Pick out the lines below that contain the string "TextList" and copy them all.

━━━━━━━━━━━━━━━━━━━━━━━━━━━━━━

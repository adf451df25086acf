// # catalog-core
//
// Core library for the catalog synchronization system.
//
// ## Architecture Overview
//
// This library keeps a locally-editable film catalog in step with a read-only
// external feed without ever discarding local edits:
// - **ExternalSource**: Trait for fetching the upstream collection or a single item
// - **RecordStore**: Trait for persisting local records (lookup by id or external uid)
// - **policy**: Pure create/update/skip decision per incoming record
// - **SyncEngine**: Drives one sync pass and produces a `SyncReport`
// - **CatalogService**: Direct CRUD that flips the modified flag on external records
// - **ComponentRegistry**: Plugin-based registry for sources and stores
//
// ## Design Principles
//
// 1. **Separation of Concerns**: Transport and storage live behind traits
// 2. **Local edits win**: A modified external record is never overwritten by sync
// 3. **Failure isolation**: One bad item never aborts the rest of a sync pass
// 4. **Library-First**: The daemon is a thin layer over this crate

pub mod traits;
pub mod model;
pub mod policy;
pub mod validation;
pub mod engine;
pub mod service;
pub mod registry;
pub mod config;
pub mod error;
pub mod store;

// Re-export core types for convenience
pub use traits::{ExternalSource, RecordStore};
pub use model::{ExternalRecord, FilmContent, FilmDraft, FilmUpdate, Record, RecordSource};
pub use policy::{SyncDecision, decide};
pub use engine::{SyncEngine, SyncEvent, SyncReport};
pub use service::CatalogService;
pub use registry::ComponentRegistry;
pub use config::{CatalogConfig, SourceConfig, StoreConfig, SyncConfig};
pub use error::{Error, Result};
pub use store::{FileRecordStore, MemoryRecordStore};
// # External Source Trait
//
// Defines the interface for reading films from the authoritative upstream feed.
//
// ## Implementations
//
// - SWAPI over HTTP: `catalog-source-swapi` crate
//
// ## Usage
//
// ```rust,ignore
// use catalog_core::ExternalSource;
//
// #[tokio::main]
// async fn main() -> catalog_core::Result<()> {
//     let source = /* ExternalSource implementation */;
//
//     // Whole collection, in upstream order
//     let films = source.fetch_collection().await?;
//
//     // A single film by upstream uid
//     let film = source.fetch_one("1").await?;
//
//     Ok(())
// }
// ```

use async_trait::async_trait;

use crate::model::ExternalRecord;

/// Trait for external source implementations
///
/// The feed is read-only: a source never writes upstream and never touches
/// the record store.
///
/// # Failure Semantics
///
/// Any transport, status or decode failure must surface as
/// `Error::SourceUnavailable`. Sources make exactly one attempt per call:
/// no retry loop, no backoff, no caching between calls.
///
/// # Thread Safety
///
/// Implementations must be thread-safe and usable across async tasks.
#[async_trait]
pub trait ExternalSource: Send + Sync {
    /// Fetch the full external collection
    ///
    /// # Returns
    ///
    /// - `Ok(Vec<ExternalRecord>)`: Every film, in the order the feed returned them
    /// - `Err(Error::SourceUnavailable)`: The feed could not be read
    async fn fetch_collection(&self) -> Result<Vec<ExternalRecord>, crate::Error>;

    /// Fetch a single external item by its upstream id
    ///
    /// Not used by the sync pass; exposed for passthrough lookups.
    async fn fetch_one(&self, external_id: &str) -> Result<ExternalRecord, crate::Error>;

    /// Get the source name (for logging/debugging)
    fn source_name(&self) -> &'static str;
}

/// Helper trait for constructing external sources from configuration
pub trait ExternalSourceFactory: Send + Sync {
    /// Create an ExternalSource instance from configuration
    fn create(
        &self,
        config: &crate::config::SourceConfig,
    ) -> Result<Box<dyn ExternalSource>, crate::Error>;
}
// # Memory Record Store
//
// In-memory implementation of RecordStore.
//
// ## Purpose
//
// Provides a simple, fast store that doesn't persist across restarts.
// Useful for testing and for demo deployments where the catalog is rebuilt
// by a sync pass after every start.
//
// ## Crash Behavior
//
// - All records are lost on restart/crash
// - Local edits do not survive a restart, so the next sync recreates every film
//   as an unmodified external record

use async_trait::async_trait;
use chrono::Utc;
use std::sync::Arc;
use tokio::sync::RwLock;

use super::{apply_patch, ensure_unique_uid};
use crate::Error;
use crate::config::StoreConfig;
use crate::model::{NewRecord, Record, RecordPatch};
use crate::traits::{RecordStore, RecordStoreFactory};

/// In-memory record store implementation
///
/// Records live in a Vec protected by a RwLock, kept in creation order.
/// Cloning the store shares the same underlying records.
///
/// # Example
///
/// ```rust,no_run
/// use catalog_core::{FilmContent, MemoryRecordStore, RecordStore};
/// use catalog_core::model::NewRecord;
///
/// #[tokio::main]
/// async fn main() -> Result<(), Box<dyn std::error::Error>> {
///     let store = MemoryRecordStore::new();
///
///     let record = store.create(NewRecord::local(None, FilmContent::default())).await?;
///     let found = store.find_by_id(&record.id).await?;
///     assert!(found.is_some());
///
///     Ok(())
/// }
/// ```
#[derive(Debug, Clone)]
pub struct MemoryRecordStore {
    inner: Arc<RwLock<Vec<Record>>>,
}

impl MemoryRecordStore {
    /// Create a new empty memory record store
    pub fn new() -> Self {
        Self {
            inner: Arc::new(RwLock::new(Vec::new())),
        }
    }

    /// Get the number of records in the store
    pub async fn len(&self) -> usize {
        self.inner.read().await.len()
    }

    /// Check if the store is empty
    pub async fn is_empty(&self) -> bool {
        self.inner.read().await.is_empty()
    }
}

impl Default for MemoryRecordStore {
    fn default() -> Self {
        Self::new()
    }
}

#[async_trait]
impl RecordStore for MemoryRecordStore {
    async fn find_by_external_id(&self, uid: &str) -> Result<Option<Record>, Error> {
        let guard = self.inner.read().await;
        Ok(guard.iter().find(|r| r.uid.as_deref() == Some(uid)).cloned())
    }

    async fn find_by_id(&self, id: &str) -> Result<Option<Record>, Error> {
        let guard = self.inner.read().await;
        Ok(guard.iter().find(|r| r.id == id).cloned())
    }

    async fn create(&self, record: NewRecord) -> Result<Record, Error> {
        let mut guard = self.inner.write().await;
        if let Some(uid) = &record.uid {
            ensure_unique_uid(&guard, uid, None)?;
        }

        let record = Record::from_new(record, Utc::now());
        guard.push(record.clone());
        Ok(record)
    }

    async fn update(&self, id: &str, patch: &RecordPatch) -> Result<Option<Record>, Error> {
        let mut guard = self.inner.write().await;
        apply_patch(&mut guard, id, patch)
    }

    async fn delete(&self, id: &str) -> Result<Option<Record>, Error> {
        let mut guard = self.inner.write().await;
        let removed = guard
            .iter()
            .position(|r| r.id == id)
            .map(|index| guard.remove(index));
        Ok(removed)
    }

    async fn list_all(&self) -> Result<Vec<Record>, Error> {
        Ok(self.inner.read().await.clone())
    }

    async fn flush(&self) -> Result<(), Error> {
        Ok(())
    }
}

/// Factory for `StoreConfig::Memory`
pub struct MemoryRecordStoreFactory;

#[async_trait]
impl RecordStoreFactory for MemoryRecordStoreFactory {
    async fn create(&self, config: &StoreConfig) -> Result<Box<dyn RecordStore>, Error> {
        match config {
            StoreConfig::Memory => Ok(Box::new(MemoryRecordStore::new())),
            other => Err(Error::config(format!(
                "Memory store factory cannot build a '{}' store",
                other.type_name()
            ))),
        }
    }
}
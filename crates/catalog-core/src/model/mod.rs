//! Data model for the catalog
//!
//! - [`Record`]: the persisted catalog entity with its provenance fields
//! - [`ExternalRecord`]: a film as returned by the upstream feed
//! - [`FilmDraft`] / [`FilmUpdate`]: payloads accepted by direct CRUD

pub mod record;
pub mod external;

pub use record::{
    FilmContent, FilmDraft, FilmUpdate, NewRecord, Record, RecordPatch, RecordSource,
};
pub use external::{
    ExternalDetail, ExternalProperties, ExternalRecord, ExternalSummary, ExternalView,
    external_views,
};
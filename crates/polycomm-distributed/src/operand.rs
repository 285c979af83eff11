//! Operand - Type-Polymorphic Collective Payloads
//!
//! Every public collective accepts and returns an [`Operand`]. Scalars and
//! strings are converted to native [`Buffer`]s by the codec before a backend
//! sees them; the list variants only ever appear as results (all-gather of
//! scalars or strings) and are rejected as inputs.
//!
//! @version 0.1.0
//! @author `Polycomm` Development Team

use core::fmt;

use polycomm_core::{Buffer, DType};

// =============================================================================
// Number
// =============================================================================

/// A numeric scalar that remembers whether it was integral.
#[derive(Debug, Clone, Copy, PartialEq)]
pub enum Number {
    /// Integral value.
    Int(i64),
    /// Floating point value.
    Float(f64),
}

impl Number {
    /// Returns true for [`Number::Int`].
    #[must_use]
    pub const fn is_int(self) -> bool {
        matches!(self, Self::Int(_))
    }

    /// Returns the value as `f64`.
    #[must_use]
    pub fn as_f64(self) -> f64 {
        match self {
            Self::Int(v) => v as f64,
            Self::Float(v) => v,
        }
    }

    /// Returns the value as `i64`, truncating floats toward zero.
    #[must_use]
    pub fn as_i64(self) -> i64 {
        match self {
            Self::Int(v) => v,
            Self::Float(v) => polycomm_core::cast_element(v),
        }
    }

    /// The dtype this scalar is hosted in when no collective dtype is set.
    #[must_use]
    pub const fn natural_dtype(self) -> DType {
        match self {
            Self::Int(_) => DType::I64,
            Self::Float(_) => DType::F64,
        }
    }
}

impl fmt::Display for Number {
    fn fmt(&self, f: &mut fmt::Formatter<'_>) -> fmt::Result {
        match self {
            Self::Int(v) => write!(f, "{v}"),
            Self::Float(v) => write!(f, "{v}"),
        }
    }
}

macro_rules! impl_number_from {
    ($variant:ident, $cast:ty, $($ty:ty),+) => {
        $(
            impl From<$ty> for Number {
                fn from(value: $ty) -> Self {
                    Self::$variant(<$cast>::from(value))
                }
            }
        )+
    };
}

impl_number_from!(Int, i64, i8, i16, i32, i64, u8, u16, u32);
impl_number_from!(Float, f64, f32, f64);

// =============================================================================
// Operand
// =============================================================================

/// Discriminant of an [`Operand`], used in error reports.
#[derive(Debug, Clone, Copy, PartialEq, Eq, Hash)]
pub enum OperandKind {
    /// A single number.
    Scalar,
    /// A single string.
    Text,
    /// A native buffer.
    Buffer,
    /// A sequence of numbers.
    ScalarList,
    /// A sequence of strings.
    TextList,
}

impl OperandKind {
    /// Returns the name of this kind.
    #[must_use]
    pub const fn name(self) -> &'static str {
        match self {
            Self::Scalar => "scalar",
            Self::Text => "text",
            Self::Buffer => "buffer",
            Self::ScalarList => "scalar list",
            Self::TextList => "text list",
        }
    }
}

impl fmt::Display for OperandKind {
    fn fmt(&self, f: &mut fmt::Formatter<'_>) -> fmt::Result {
        f.write_str(self.name())
    }
}

/// Input or output of a collective operation.
#[derive(Debug, Clone, PartialEq)]
pub enum Operand {
    /// A number.
    Scalar(Number),
    /// A UTF-8 string.
    Text(String),
    /// A native buffer.
    Buffer(Buffer),
    /// Numbers collected in rank order.
    Scalars(Vec<Number>),
    /// Strings collected in rank order.
    Texts(Vec<String>),
}

impl Operand {
    /// Returns the kind of this operand.
    #[must_use]
    pub fn kind(&self) -> OperandKind {
        match self {
            Self::Scalar(_) => OperandKind::Scalar,
            Self::Text(_) => OperandKind::Text,
            Self::Buffer(_) => OperandKind::Buffer,
            Self::Scalars(_) => OperandKind::ScalarList,
            Self::Texts(_) => OperandKind::TextList,
        }
    }

    /// Returns the number, if this is a scalar.
    #[must_use]
    pub fn as_number(&self) -> Option<Number> {
        match self {
            Self::Scalar(n) => Some(*n),
            _ => None,
        }
    }

    /// Returns the string, if this is text.
    #[must_use]
    pub fn as_text(&self) -> Option<&str> {
        match self {
            Self::Text(s) => Some(s),
            _ => None,
        }
    }

    /// Returns the buffer, if this is one.
    #[must_use]
    pub fn as_buffer(&self) -> Option<&Buffer> {
        match self {
            Self::Buffer(b) => Some(b),
            _ => None,
        }
    }

    /// Consumes the operand, returning the buffer if this is one.
    #[must_use]
    pub fn into_buffer(self) -> Option<Buffer> {
        match self {
            Self::Buffer(b) => Some(b),
            _ => None,
        }
    }

    /// Consumes the operand, returning the numbers if this is a scalar list.
    #[must_use]
    pub fn into_scalars(self) -> Option<Vec<Number>> {
        match self {
            Self::Scalars(v) => Some(v),
            _ => None,
        }
    }

    /// Consumes the operand, returning the strings if this is a text list.
    #[must_use]
    pub fn into_texts(self) -> Option<Vec<String>> {
        match self {
            Self::Texts(v) => Some(v),
            _ => None,
        }
    }
}

impl From<Number> for Operand {
    fn from(value: Number) -> Self {
        Self::Scalar(value)
    }
}

macro_rules! impl_operand_from_number {
    ($($ty:ty),+) => {
        $(
            impl From<$ty> for Operand {
                fn from(value: $ty) -> Self {
                    Self::Scalar(Number::from(value))
                }
            }
        )+
    };
}

impl_operand_from_number!(i8, i16, i32, i64, u8, u16, u32, f32, f64);

impl From<Buffer> for Operand {
    fn from(value: Buffer) -> Self {
        Self::Buffer(value)
    }
}

impl From<String> for Operand {
    fn from(value: String) -> Self {
        Self::Text(value)
    }
}

impl From<&str> for Operand {
    fn from(value: &str) -> Self {
        Self::Text(value.to_owned())
    }
}

// =============================================================================
// Tests
// =============================================================================
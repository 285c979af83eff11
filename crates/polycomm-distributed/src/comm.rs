//! Communication - High-level Communication Utilities
//!
//! Buffer-in-place helpers for the common collective patterns, usable with
//! any model including `dyn ComputationModel`.
//!
//! @version 0.1.0
//! @author `Polycomm` Development Team

use polycomm_core::{Buffer, Error, Result};

use crate::model::ComputationModel;
use crate::operand::Operand;
use crate::reduce::ReduceOp;

fn expect_buffer(result: Operand) -> Result<Buffer> {
    let kind = result.kind();
    result
        .into_buffer()
        .ok_or_else(|| Error::backend(format!("collective returned a {kind}, expected a buffer")))
}

fn reduce_in_place<M>(buffer: &mut Buffer, op: ReduceOp, model: &M) -> Result<()>
where
    M: ComputationModel + ?Sized,
{
    let reduced = model.all_reduce(Operand::Buffer(buffer.clone()), op.name())?;
    *buffer = expect_buffer(reduced)?;
    Ok(())
}

// =============================================================================
// All-Reduce Operations
// =============================================================================

/// Performs all-reduce sum on a buffer.
pub fn all_reduce_sum<M: ComputationModel + ?Sized>(buffer: &mut Buffer, model: &M) -> Result<()> {
    reduce_in_place(buffer, ReduceOp::Sum, model)
}

/// Performs all-reduce mean on a buffer.
pub fn all_reduce_mean<M: ComputationModel + ?Sized>(buffer: &mut Buffer, model: &M) -> Result<()> {
    reduce_in_place(buffer, ReduceOp::Average, model)
}

/// Performs all-reduce min on a buffer.
pub fn all_reduce_min<M: ComputationModel + ?Sized>(buffer: &mut Buffer, model: &M) -> Result<()> {
    reduce_in_place(buffer, ReduceOp::Min, model)
}

/// Performs all-reduce max on a buffer.
pub fn all_reduce_max<M: ComputationModel + ?Sized>(buffer: &mut Buffer, model: &M) -> Result<()> {
    reduce_in_place(buffer, ReduceOp::Max, model)
}

/// Performs all-reduce product on a buffer.
pub fn all_reduce_product<M: ComputationModel + ?Sized>(
    buffer: &mut Buffer,
    model: &M,
) -> Result<()> {
    reduce_in_place(buffer, ReduceOp::Product, model)
}

// =============================================================================
// Broadcast Operations
// =============================================================================

/// Broadcasts a buffer from the root rank (0).
pub fn broadcast<M: ComputationModel + ?Sized>(buffer: &mut Buffer, model: &M) -> Result<()> {
    broadcast_from(buffer, 0, model)
}

/// Broadcasts a buffer from a specific rank.
pub fn broadcast_from<M: ComputationModel + ?Sized>(
    buffer: &mut Buffer,
    src: usize,
    model: &M,
) -> Result<()> {
    let received = model.broadcast(Operand::Buffer(buffer.clone()), src)?;
    *buffer = expect_buffer(received)?;
    Ok(())
}

// =============================================================================
// Gather Operations
// =============================================================================

/// All-gathers a buffer across all ranks, concatenated along dimension 0.
pub fn all_gather<M: ComputationModel + ?Sized>(buffer: &Buffer, model: &M) -> Result<Buffer> {
    expect_buffer(model.all_gather(Operand::Buffer(buffer.clone()))?)
}

// =============================================================================
// Utility Functions
// =============================================================================

/// Synchronizes all processes.
pub fn barrier<M: ComputationModel + ?Sized>(model: &M) -> Result<()> {
    model.barrier()
}

/// Checks if this is the main process (rank 0).
#[must_use]
pub fn is_main_process<M: ComputationModel + ?Sized>(model: &M) -> bool {
    model.rank() == 0
}

/// Returns the world size.
#[must_use]
pub fn world_size<M: ComputationModel + ?Sized>(model: &M) -> usize {
    model.world_size()
}

/// Returns the current rank.
#[must_use]
pub fn rank<M: ComputationModel + ?Sized>(model: &M) -> usize {
    model.rank()
}

// =============================================================================
// Tests
// =============================================================================

#[cfg(test)]
mod tests {
    use super::*;
    use crate::config::BackendOptions;
    use crate::serial::SerialModel;
    use crate::threaded::ThreadedModel;
    use std::thread;

    #[test]
    fn test_helpers_on_serial_model() {
        let model = SerialModel::new();
        let mut buffer = Buffer::from_vec(vec![1.0f32, 2.0, 3.0], &[3]).unwrap();

        all_reduce_sum(&mut buffer, &model).unwrap();
        assert_eq!(buffer.to_vec::<f32>().unwrap(), vec![1.0, 2.0, 3.0]);

        broadcast(&mut buffer, &model).unwrap();
        assert_eq!(buffer.to_vec::<f32>().unwrap(), vec![1.0, 2.0, 3.0]);

        let gathered = all_gather(&buffer, &model).unwrap();
        assert_eq!(gathered.shape(), &[3]);

        barrier(&model).unwrap();
        assert!(is_main_process(&model));
        assert_eq!(world_size(&model), 1);
        assert_eq!(rank(&model), 0);
    }

    #[test]
    fn test_helpers_on_dyn_model() {
        let model: Box<dyn ComputationModel> = Box::new(SerialModel::new());
        let mut buffer = Buffer::from_vec(vec![5i32], &[1]).unwrap();
        all_reduce_max(&mut buffer, model.as_ref()).unwrap();
        assert_eq!(buffer.to_vec::<i32>().unwrap(), vec![5]);
    }

    #[test]
    fn test_helpers_across_ranks() {
        let handles: Vec<_> = ThreadedModel::create_world(2, &BackendOptions::new())
            .unwrap()
            .into_iter()
            .map(|model| {
                thread::spawn(move || {
                    let base = model.rank() as f64 + 1.0;
                    let mut mean = Buffer::from_vec(vec![base, base * 2.0], &[1, 2]).unwrap();
                    all_reduce_mean(&mut mean, &model).unwrap();

                    let mut product = Buffer::from_vec(vec![base], &[1]).unwrap();
                    all_reduce_product(&mut product, &model).unwrap();

                    let mut min = Buffer::from_vec(vec![base], &[1]).unwrap();
                    all_reduce_min(&mut min, &model).unwrap();

                    let mut from_one = Buffer::from_vec(vec![base], &[1]).unwrap();
                    broadcast_from(&mut from_one, 1, &model).unwrap();

                    let gathered = all_gather(&mean, &model).unwrap();
                    (mean, product, min, from_one, gathered)
                })
            })
            .collect();

        for handle in handles {
            let (mean, product, min, from_one, gathered) = handle.join().unwrap();
            assert_eq!(mean.to_vec::<f64>().unwrap(), vec![1.5, 3.0]);
            assert_eq!(product.to_vec::<f64>().unwrap(), vec![2.0]);
            assert_eq!(min.to_vec::<f64>().unwrap(), vec![1.0]);
            assert_eq!(from_one.to_vec::<f64>().unwrap(), vec![2.0]);
            assert_eq!(gathered.shape(), &[2, 2]);
        }
    }
}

━━━━━━━━━━━━━━━━━━━━━━━━━━━━━━

■ Written reply:
    TextList,
            Self::TextList => "text list",
            Self::Texts(_) => OperandKind::TextList,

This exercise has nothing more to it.